Stored data entries

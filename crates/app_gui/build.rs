use std::env;

fn main() {
    let version = env::var("BLOODGROUP_VERSION")
        .unwrap_or_else(|_| env::var("CARGO_PKG_VERSION").unwrap());
    println!("cargo:rerun-if-env-changed=BLOODGROUP_VERSION");
    println!("cargo:rustc-env=BLOODGROUP_VERSION={version}");
}
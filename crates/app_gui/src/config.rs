//! Locates and reads the optional `bloodgroup.toml`.

use bloodgroup_core::PipelineConfig;
use directories_next::ProjectDirs;
use std::path::PathBuf;

pub const CONFIG_FILE_NAME: &str = "bloodgroup.toml";

/// Working directory first, then the per-user config directory.
pub fn config_candidates() -> Vec<PathBuf> {
    let mut candidates = vec![PathBuf::from(CONFIG_FILE_NAME)];
    if let Some(dirs) = ProjectDirs::from("org", "bloodgroup", "BloodGroupPredictor") {
        candidates.push(dirs.config_dir().join(CONFIG_FILE_NAME));
    }
    candidates
}

/// First readable candidate wins; a broken file is logged and defaults are used.
pub fn load_config(candidates: &[PathBuf]) -> PipelineConfig {
    let Some(path) = candidates.iter().find(|p| p.is_file()) else {
        tracing::debug!("no {CONFIG_FILE_NAME} found, using defaults");
        return PipelineConfig::default();
    };
    match PipelineConfig::from_file(path) {
        Ok(cfg) => {
            tracing::info!("configuration loaded from {}", path.display());
            cfg
        }
        Err(e) => {
            tracing::warn!("ignoring {}: {e}", path.display());
            PipelineConfig::default()
        }
    }
}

§ WHAT THIS TASK INVOLVES
Read through the entries above and copy each line that has the string "toml" in it.

§ PROBLEM SOLUTION
//! Locates and reads the optional `bloodgroup.toml`.
pub const CONFIG_FILE_NAME: &str = "bloodgroup.toml";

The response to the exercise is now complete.